When you reach the line with "assert_eq!(ChannelOrder::from_flags(1), ChannelOrder::Bgr);" in the data below, begin printing lines exactly, and stop once the line with "alpha left untouched" has been printed.

[Items listed in a dataset]

****

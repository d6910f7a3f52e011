/*
 * // Copyright 2024 (c) the Radzivon Bartoshyk. All rights reserved.
 * //
 * // Use of this source code is governed by a BSD-style
 * // license that can be found in the LICENSE file.
 */
use crate::{Vector3, WhiteBalanceError};
use half::f16;

/// Storage order of the color channels inside one pixel
#[derive(Debug, Copy, Clone, Ord, PartialOrd, Eq, PartialEq, Default, Hash)]
#[cfg_attr(feature = "serde", derive(serde::Serialize, serde::Deserialize))]
pub enum ChannelOrder {
    #[default]
    Rgb = 0,
    Bgr = 1,
}

impl ChannelOrder {
    #[inline(always)]
    pub fn get_r_channel_offset(&self) -> usize {
        match self {
            ChannelOrder::Rgb => 0,
            ChannelOrder::Bgr => 2,
        }
    }

    #[inline(always)]
    pub fn get_g_channel_offset(&self) -> usize {
        1
    }

    #[inline(always)]
    pub fn get_b_channel_offset(&self) -> usize {
        match self {
            ChannelOrder::Rgb => 2,
            ChannelOrder::Bgr => 0,
        }
    }

    /// Reads the first three channels of `pixel` as RGB
    #[inline(always)]
    pub fn read<T: PixelChannel>(&self, pixel: &[T]) -> Vector3<f32> {
        Vector3::new(
            pixel[self.get_r_channel_offset()].to_f32(),
            pixel[self.get_g_channel_offset()].to_f32(),
            pixel[self.get_b_channel_offset()].to_f32(),
        )
    }

    /// Stores RGB into the first three channels of `pixel`
    #[inline(always)]
    pub fn write<T: PixelChannel>(&self, pixel: &mut [T], rgb: Vector3<f32>) {
        pixel[self.get_r_channel_offset()] = T::from_f32(rgb.x);
        pixel[self.get_g_channel_offset()] = T::from_f32(rgb.y);
        pixel[self.get_b_channel_offset()] = T::from_f32(rgb.z);
    }

    /// Channel order from C format flags, `1` is BGR and anything else RGB
    #[inline]
    pub fn from_flags(flags: u32) -> ChannelOrder {
        match flags {
            1 => ChannelOrder::Bgr,
            _ => ChannelOrder::Rgb,
        }
    }
}

/// Floating point channel storage the pipeline can read and write.
/// Computation always happens in `f32`.
pub trait PixelChannel: Copy + Send + Sync + 'static {
    fn to_f32(self) -> f32;
    fn from_f32(value: f32) -> Self;
}

impl PixelChannel for f32 {
    #[inline(always)]
    fn to_f32(self) -> f32 {
        self
    }

    #[inline(always)]
    fn from_f32(value: f32) -> Self {
        value
    }
}

impl PixelChannel for f16 {
    #[inline(always)]
    fn to_f32(self) -> f32 {
        f16::to_f32(self)
    }

    /// Saturates at [f16::MAX] instead of rounding to infinity
    #[inline(always)]
    fn from_f32(value: f32) -> Self {
        if value > f16::MAX.to_f32() {
            f16::MAX
        } else {
            f16::from_f32(value)
        }
    }
}

/// Shape of a caller owned pixel buffer
#[derive(Debug, Copy, Clone, Eq, PartialEq, Hash)]
#[cfg_attr(feature = "serde", derive(serde::Serialize, serde::Deserialize))]
pub struct ImageLayout {
    pub width: u32,
    pub height: u32,
    pub channel_order: ChannelOrder,
    /// Bytes from one pixel to the next, 0 means tightly packed RGB
    pub pixel_stride: u32,
}

impl ImageLayout {
    #[inline]
    pub fn new(width: u32, height: u32, channel_order: ChannelOrder, pixel_stride: u32) -> ImageLayout {
        ImageLayout {
            width,
            height,
            channel_order,
            pixel_stride,
        }
    }

    /// Tightly packed three channel layout
    #[inline]
    pub fn packed(width: u32, height: u32, channel_order: ChannelOrder) -> ImageLayout {
        ImageLayout::new(width, height, channel_order, 0)
    }

    /// Validates the layout against a buffer of `buffer_len` channels of type `T`
    ///
    /// # Errors
    /// [WhiteBalanceError::InvalidImage] when `width * height * 3` overflows, the stride
    /// is smaller than one pixel or not a whole number of channels, or the buffer is short
    pub fn resolve<T: PixelChannel>(&self, buffer_len: usize) -> Result<ResolvedLayout, WhiteBalanceError> {
        let resolved = self.measure::<T>()?;
        let required = resolved.required_len();
        if buffer_len < required {
            return Err(WhiteBalanceError::InvalidImage("pixel buffer too short"));
        }
        tracing::trace!(
            pixels = resolved.pixels,
            stride = resolved.stride,
            required,
            buffer_len,
            "resolved image layout"
        );
        Ok(resolved)
    }

    /// Number of `T` channels a buffer needs to hold this image
    pub fn required_len<T: PixelChannel>(&self) -> Result<usize, WhiteBalanceError> {
        Ok(self.measure::<T>()?.required_len())
    }

    fn measure<T: PixelChannel>(&self) -> Result<ResolvedLayout, WhiteBalanceError> {
        let channel_size = std::mem::size_of::<T>();
        let pixels = (self.width as usize)
            .checked_mul(self.height as usize)
            .filter(|&n| {
                n.checked_mul(3)
                    .is_some_and(|channels| u32::try_from(channels).is_ok())
            })
            .ok_or(WhiteBalanceError::InvalidImage("size out of range"))?;

        let stride_bytes = if self.pixel_stride == 0 {
            channel_size * 3
        } else {
            self.pixel_stride as usize
        };
        if stride_bytes < channel_size * 3 {
            return Err(WhiteBalanceError::InvalidImage("pixel stride too small"));
        }
        if stride_bytes % channel_size != 0 {
            return Err(WhiteBalanceError::InvalidImage(
                "pixel stride is not a multiple of channel size",
            ));
        }
        let stride = stride_bytes / channel_size;
        if pixels > 0
            && (pixels - 1)
                .checked_mul(stride)
                .and_then(|v| v.checked_add(3))
                .is_none()
        {
            return Err(WhiteBalanceError::InvalidImage("size out of range"));
        }

        Ok(ResolvedLayout {
            pixels,
            stride,
            channel_order: self.channel_order,
        })
    }
}

/// Validated layout measured in channels
#[derive(Debug, Copy, Clone, Eq, PartialEq)]
pub struct ResolvedLayout {
    pub pixels: usize,
    /// Channels from one pixel to the next
    pub stride: usize,
    pub channel_order: ChannelOrder,
}

impl ResolvedLayout {
    /// Channels spanned from the first pixel to the last channel of the last pixel
    #[inline]
    pub fn required_len(&self) -> usize {
        if self.pixels == 0 {
            0
        } else {
            (self.pixels - 1) * self.stride + 3
        }
    }
}

#[cfg(test)]
mod tests {
    use super::*;

    #[test]
    fn test_channel_offsets() {
        let bgr = ChannelOrder::Bgr;
        let pixel = [0.1f32, 0.2, 0.3];
        assert_eq!(bgr.read(&pixel), Vector3::new(0.3, 0.2, 0.1));
        assert_eq!(ChannelOrder::Rgb.read(&pixel), Vector3::new(0.1, 0.2, 0.3));

        let mut out = [0f32; 4];
        bgr.write(&mut out, Vector3::new(1., 2., 3.));
        assert_eq!(out, [3., 2., 1., 0.]);
        assert_eq!(ChannelOrder::from_flags(1), ChannelOrder::Bgr);
        assert_eq!(ChannelOrder::from_flags(7), ChannelOrder::Rgb);
    }

    #[test]
    fn test_half_channels() {
        let pixel = [f16::from_f32(0.5), f16::from_f32(0.25), f16::from_f32(2.)];
        assert_eq!(ChannelOrder::Rgb.read(&pixel), Vector3::new(0.5, 0.25, 2.));
        let mut out = [f16::ZERO; 3];
        ChannelOrder::Rgb.write(&mut out, Vector3::new(1., 0.125, 4.));
        assert_eq!(out[1].to_f32(), 0.125);
    }

    #[test]
    fn test_half_saturates() {
        assert_eq!(<f16 as PixelChannel>::from_f32(1e6), f16::MAX);
        assert_eq!(<f16 as PixelChannel>::from_f32(f32::INFINITY), f16::MAX);
        assert_eq!(<f16 as PixelChannel>::from_f32(65504.), f16::MAX);
        assert!(<f16 as PixelChannel>::from_f32(f32::NAN).is_nan());
    }

    #[test]
    fn test_packed_layout() {
        let layout = ImageLayout::packed(4, 2, ChannelOrder::Rgb);
        let resolved = layout.resolve::<f32>(24).unwrap();
        assert_eq!(resolved.pixels, 8);
        assert_eq!(resolved.stride, 3);
        assert_eq!(
            layout.resolve::<f32>(23),
            Err(WhiteBalanceError::InvalidImage("pixel buffer too short"))
        );
    }

    #[test]
    fn test_strided_layout() {
        // RGBA floats, alpha left untouched
        let layout = ImageLayout::new(3, 1, ChannelOrder::Bgr, 16);
        let resolved = layout.resolve::<f32>(11).unwrap();
        assert_eq!(resolved.stride, 4);
        assert_eq!(layout.required_len::<f32>(), Ok(11));
        assert_eq!(resolved.channel_order, ChannelOrder::Bgr);

        let half = ImageLayout::new(2, 2, ChannelOrder::Rgb, 8).resolve::<f16>(15).unwrap();
        assert_eq!(half.stride, 4);
    }

    #[test]
    fn test_invalid_strides() {
        assert_eq!(
            ImageLayout::new(1, 1, ChannelOrder::Rgb, 8).resolve::<f32>(3),
            Err(WhiteBalanceError::InvalidImage("pixel stride too small"))
        );
        assert_eq!(
            ImageLayout::new(1, 1, ChannelOrder::Rgb, 14).resolve::<f32>(4),
            Err(WhiteBalanceError::InvalidImage(
                "pixel stride is not a multiple of channel size"
            ))
        );
    }

    #[test]
    fn test_empty_and_oversized() {
        let empty = ImageLayout::packed(0, 7, ChannelOrder::Rgb).resolve::<f32>(0).unwrap();
        assert_eq!(empty.pixels, 0);
        assert_eq!(
            ImageLayout::packed(u32::MAX, 2, ChannelOrder::Rgb).resolve::<f32>(0),
            Err(WhiteBalanceError::InvalidImage("size out of range"))
        );
    }
}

****

▶ [Response area]:
        assert_eq!(ChannelOrder::from_flags(1), ChannelOrder::Bgr);
        assert_eq!(ChannelOrder::from_flags(7), ChannelOrder::Rgb);
    }

    #[test]
    fn test_half_channels() {
        let pixel = [f16::from_f32(0.5), f16::from_f32(0.25), f16::from_f32(2.)];
        assert_eq!(ChannelOrder::Rgb.read(&pixel), Vector3::new(0.5, 0.25, 2.));
        let mut out = [f16::ZERO; 3];
        ChannelOrder::Rgb.write(&mut out, Vector3::new(1., 0.125, 4.));
        assert_eq!(out[1].to_f32(), 0.125);
    }

    #[test]
    fn test_half_saturates() {
        assert_eq!(<f16 as PixelChannel>::from_f32(1e6), f16::MAX);
        assert_eq!(<f16 as PixelChannel>::from_f32(f32::INFINITY), f16::MAX);
        assert_eq!(<f16 as PixelChannel>::from_f32(65504.), f16::MAX);
        assert!(<f16 as PixelChannel>::from_f32(f32::NAN).is_nan());
    }

    #[test]
    fn test_packed_layout() {
        let layout = ImageLayout::packed(4, 2, ChannelOrder::Rgb);
        let resolved = layout.resolve::<f32>(24).unwrap();
        assert_eq!(resolved.pixels, 8);
        assert_eq!(resolved.stride, 3);
        assert_eq!(
            layout.resolve::<f32>(23),
            Err(WhiteBalanceError::InvalidImage("pixel buffer too short"))
        );
    }

    #[test]
    fn test_strided_layout() {
        // RGBA floats, alpha left untouched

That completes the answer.